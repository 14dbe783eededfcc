use async_trait::async_trait;
use mongodb::bson::{doc, oid::ObjectId, DateTime as BsonDateTime, Document};
use mongodb::options::ReturnDocument;

use crate::{
    database::MongoDB,
    models::{PublicUser, UpdateAssistantRequest, User, USERS_COLLECTION},
    services::cloudinary_service::ImageUploader,
    utils::{image::normalize_image_data, AppError},
};

fn parse_user_id(user_id: &str) -> Result<ObjectId, AppError> {
    ObjectId::parse_str(user_id).map_err(|_| AppError::InvalidRequest("invalid user id".to_string()))
}

pub async fn find_user(db: &MongoDB, user_id: &str) -> Result<User, AppError> {
    let id = parse_user_id(user_id)?;

    db.collection::<User>(USERS_COLLECTION)
        .find_one(doc! { "_id": id })
        .await?
        .ok_or_else(|| AppError::NotFound("user not found".to_string()))
}

pub async fn get_current_user(db: &MongoDB, user_id: &str) -> Result<PublicUser, AppError> {
    find_user(db, user_id).await.map(PublicUser::from)
}

/// Records a command in the user's history. `$push` keeps the list append-only.
pub async fn append_history(db: &MongoDB, user_id: &str, command: &str) -> Result<(), AppError> {
    let id = parse_user_id(user_id)?;

    let result = db
        .collection::<User>(USERS_COLLECTION)
        .update_one(
            doc! { "_id": id },
            doc! {
                "$push": { "history": command },
                "$set": { "updatedAt": BsonDateTime::now() },
            },
        )
        .await?;

    if result.matched_count == 0 {
        return Err(AppError::NotFound("user not found".to_string()));
    }

    Ok(())
}

/// Append-only record of the commands a user has spoken.
#[async_trait]
pub trait CommandHistory: Send + Sync {
    async fn record(&self, user_id: &str, command: &str) -> Result<(), AppError>;
}

#[async_trait]
impl CommandHistory for MongoDB {
    async fn record(&self, user_id: &str, command: &str) -> Result<(), AppError> {
        append_history(self, user_id, command).await
    }
}

/// Where the new avatar comes from, in priority order.
#[derive(Debug, PartialEq, Eq)]
pub enum ImageSource {
    Upload(String),
    Url(String),
    Keep,
}

/// Validated assistant update.
#[derive(Debug, PartialEq, Eq)]
pub struct AssistantUpdate {
    pub assistant_name: String,
    pub image: ImageSource,
}

pub fn validate_update(
    request: &UpdateAssistantRequest,
    max_image_bytes: usize,
) -> Result<AssistantUpdate, AppError> {
    let assistant_name = request
        .assistant_name
        .as_deref()
        .map(str::trim)
        .filter(|n| !n.is_empty())
        .ok_or_else(|| AppError::InvalidRequest("assistant name is required".to_string()))?
        .to_string();

    let image_data = request.image_data.as_deref().filter(|d| !d.trim().is_empty());
    let image_url = request.image_url.as_deref().map(str::trim).filter(|u| !u.is_empty());

    let image = match (image_data, image_url) {
        (Some(data), _) => ImageSource::Upload(normalize_image_data(data, max_image_bytes)?),
        (None, Some(url)) => ImageSource::Url(url.to_string()),
        (None, None) => ImageSource::Keep,
    };

    Ok(AssistantUpdate { assistant_name, image })
}

pub async fn update_assistant(
    db: &MongoDB,
    uploader: &dyn ImageUploader,
    user_id: &str,
    update: AssistantUpdate,
) -> Result<PublicUser, AppError> {
    let id = parse_user_id(user_id)?;

    let mut set = Document::new();
    set.insert("assistantName", update.assistant_name);
    set.insert("updatedAt", BsonDateTime::now());

    match update.image {
        ImageSource::Upload(data_uri) => {
            let url = uploader.upload(&data_uri).await?;
            set.insert("assistantImage", url);
        }
        ImageSource::Url(url) => {
            set.insert("assistantImage", url);
        }
        ImageSource::Keep => {}
    }

    db.collection::<User>(USERS_COLLECTION)
        .find_one_and_update(doc! { "_id": id }, doc! { "$set": set })
        .return_document(ReturnDocument::After)
        .await?
        .map(PublicUser::from)
        .ok_or_else(|| AppError::NotFound("user not found".to_string()))
}

#[cfg(test)]
mod tests {
    use super::*;

    fn request(name: Option<&str>, url: Option<&str>, data: Option<&str>) -> UpdateAssistantRequest {
        UpdateAssistantRequest {
            assistant_name: name.map(String::from),
            image_url: url.map(String::from),
            image_data: data.map(String::from),
        }
    }

    #[test]
    fn test_name_is_required() {
        let err = validate_update(&request(Some("   "), None, None), 1024).unwrap_err();
        assert_eq!(err.client_message(), "assistant name is required");
    }

    #[test]
    fn test_uploaded_image_wins_over_url() {
        let update = validate_update(
            &request(
                Some(" Friday "),
                Some("https://cdn.example.com/preset.png"),
                Some("data:image/png;base64,iVBORw0KGgoAAAAA"),
            ),
            1024,
        )
        .unwrap();

        assert_eq!(update.assistant_name, "Friday");
        assert!(matches!(update.image, ImageSource::Upload(_)));
    }

    #[test]
    fn test_preset_url_and_keep() {
        let with_url = validate_update(&request(Some("Jarvis"), Some("https://cdn.example.com/a.png"), None), 1024)
            .unwrap();
        assert_eq!(with_url.image, ImageSource::Url("https://cdn.example.com/a.png".into()));

        let keep = validate_update(&request(Some("Jarvis"), Some(""), Some("")), 1024).unwrap();
        assert_eq!(keep.image, ImageSource::Keep);
    }

    #[test]
    fn test_invalid_user_id() {
        assert!(matches!(parse_user_id("not-an-object-id"), Err(AppError::InvalidRequest(_))));
    }

    struct NoUpload;

    #[async_trait]
    impl ImageUploader for NoUpload {
        async fn upload(&self, _data_uri: &str) -> Result<String, AppError> {
            Err(AppError::Internal("upload not expected".to_string()))
        }
    }

    #[tokio::test]
    #[ignore] // Requires MongoDB to be running
    async fn test_assistant_update_and_history_persist() {
        dotenv::dotenv().ok();
        let uri = std::env::var("DATABASE_URL")
            .unwrap_or_else(|_| "mongodb://localhost:27017/voice_assistant_test".to_string());
        let db = MongoDB::new(&uri).await.unwrap();

        let mut user = User::new("Ana".into(), format!("ana-{}@example.com", ObjectId::new()), "x".into());
        let inserted = db.collection::<User>(USERS_COLLECTION).insert_one(&user).await.unwrap();
        user.id = inserted.inserted_id.as_object_id();
        let user_id = user.id.unwrap().to_hex();

        let update = validate_update(&request(Some("Friday"), Some("https://cdn.example.com/a.png"), None), 1024)
            .unwrap();
        update_assistant(&db, &NoUpload, &user_id, update).await.unwrap();
        append_history(&db, &user_id, "what time is it").await.unwrap();
        db.record(&user_id, "open instagram").await.unwrap();

        let fetched = get_current_user(&db, &user_id).await.unwrap();
        assert_eq!(fetched.assistant_name.as_deref(), Some("Friday"));
        assert_eq!(fetched.assistant_image.as_deref(), Some("https://cdn.example.com/a.png"));
        assert_eq!(fetched.history, vec!["what time is it", "open instagram"]);

        db.collection::<User>(USERS_COLLECTION)
            .delete_one(doc! { "_id": user.id.unwrap() })
            .await
            .unwrap();
    }
}
use actix_web::{
    cookie::{time::Duration as CookieDuration, Cookie, SameSite},
    web, HttpResponse,
};

use crate::{
    config::AuthConfig,
    database::MongoDB,
    middleware::auth::TOKEN_COOKIE,
    models::{AuthResponse, PublicUser, SignInRequest, SignUpRequest},
    services::auth_service,
    utils::AppError,
};

pub fn auth_cookie(token: &str, config: &AuthConfig) -> Cookie<'static> {
    Cookie::build(TOKEN_COOKIE, token.to_string())
        .path("/")
        .http_only(true)
        .same_site(SameSite::Strict)
        .secure(config.cookie_secure)
        .max_age(CookieDuration::days(config.token_ttl_days))
        .finish()
}

pub fn removal_cookie() -> Cookie<'static> {
    let mut cookie = Cookie::build(TOKEN_COOKIE, "").path("/").finish();
    cookie.make_removal();
    cookie
}

fn authenticated(
    mut response: actix_web::HttpResponseBuilder,
    user: PublicUser,
    token: String,
    config: &AuthConfig,
) -> HttpResponse {
    response.cookie(auth_cookie(&token, config)).json(AuthResponse {
        success: true,
        token,
        user,
    })
}

#[utoipa::path(
    post,
    path = "/api/auth/signup",
    tag = "Auth",
    request_body = SignUpRequest,
    responses(
        (status = 201, description = "Account created, token cookie set", body = AuthResponse),
        (status = 400, description = "Invalid input or email already registered")
    )
)]
pub async fn sign_up(
    db: web::Data<MongoDB>,
    config: web::Data<AuthConfig>,
    request: web::Json<SignUpRequest>,
) -> Result<HttpResponse, AppError> {
    let email_str = request.email.as_deref().unwrap_or("N/A");
    log::info!("📝 POST /auth/signup - email: {}", email_str);

    match auth_service::sign_up(&db, &config, &request).await {
        Ok((user, token)) => {
            log::info!("✅ Sign up successful: {}", user.email);
            Ok(authenticated(HttpResponse::Created(), user, token, &config))
        }
        Err(e) => {
            log::warn!("❌ Sign up failed: {} - {}", email_str, e);
            Err(e)
        }
    }
}

#[utoipa::path(
    post,
    path = "/api/auth/signin",
    tag = "Auth",
    request_body = SignInRequest,
    responses(
        (status = 200, description = "Signed in, token cookie set", body = AuthResponse),
        (status = 400, description = "Unknown email or wrong password")
    )
)]
pub async fn sign_in(
    db: web::Data<MongoDB>,
    config: web::Data<AuthConfig>,
    request: web::Json<SignInRequest>,
) -> Result<HttpResponse, AppError> {
    log::info!("🔐 POST /auth/signin - email: {}", request.email);

    match auth_service::sign_in(&db, &config, &request).await {
        Ok((user, token)) => {
            log::info!("✅ Sign in successful: {}", user.email);
            Ok(authenticated(HttpResponse::Ok(), user, token, &config))
        }
        Err(e) => {
            log::warn!("❌ Sign in failed: {} - {}", request.email, e);
            Err(e)
        }
    }
}

#[utoipa::path(
    get,
    path = "/api/auth/logout",
    tag = "Auth",
    responses(
        (status = 200, description = "Token cookie cleared")
    )
)]
pub async fn logout() -> HttpResponse {
    log::info!("👋 GET /auth/logout");

    HttpResponse::Ok().cookie(removal_cookie()).json(serde_json::json!({
        "message": "log out successfully"
    }))
}

#[cfg(test)]
mod tests {
    use super::*;
    use actix_web::{test as actix_test, App};

    fn config() -> AuthConfig {
        AuthConfig {
            jwt_secret: "s".to_string(),
            token_ttl_days: 10,
            cookie_secure: true,
        }
    }

    #[test]
    fn test_auth_cookie_attributes() {
        let cookie = auth_cookie("abc", &config());
        assert_eq!(cookie.name(), "token");
        assert_eq!(cookie.value(), "abc");
        assert_eq!(cookie.http_only(), Some(true));
        assert_eq!(cookie.secure(), Some(true));
        assert_eq!(cookie.same_site(), Some(SameSite::Strict));
        assert_eq!(cookie.max_age(), Some(CookieDuration::days(10)));
    }

    #[actix_rt::test]
    async fn test_logout_clears_cookie() {
        let app = actix_test::init_service(App::new().route("/api/auth/logout", web::get().to(logout))).await;
        let req = actix_test::TestRequest::get().uri("/api/auth/logout").to_request();
        let res = actix_test::call_service(&app, req).await;

        assert!(res.status().is_success());
        let cleared = res
            .response()
            .cookies()
            .find(|c| c.name() == TOKEN_COOKIE)
            .expect("token cookie in response");
        assert_eq!(cleared.value(), "");
        assert_eq!(cleared.max_age(), Some(CookieDuration::ZERO));

        let body: serde_json::Value = actix_test::read_body_json(res).await;
        assert_eq!(body["message"], "log out successfully");
    }
}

= Task =
Reproduce every line of the entries above, unchanged, from the very first one down to and including the line containing "fn parse_user_id(user_id: &str)".

= Expected output =
repository 14dbe783eededfcc
use async_trait::async_trait;
use mongodb::bson::{doc, oid::ObjectId, DateTime as BsonDateTime, Document};
use mongodb::options::ReturnDocument;

use crate::{
    database::MongoDB,
    models::{PublicUser, UpdateAssistantRequest, User, USERS_COLLECTION},
    services::cloudinary_service::ImageUploader,
    utils::{image::normalize_image_data, AppError},
};

fn parse_user_id(user_id: &str) -> Result<ObjectId, AppError> {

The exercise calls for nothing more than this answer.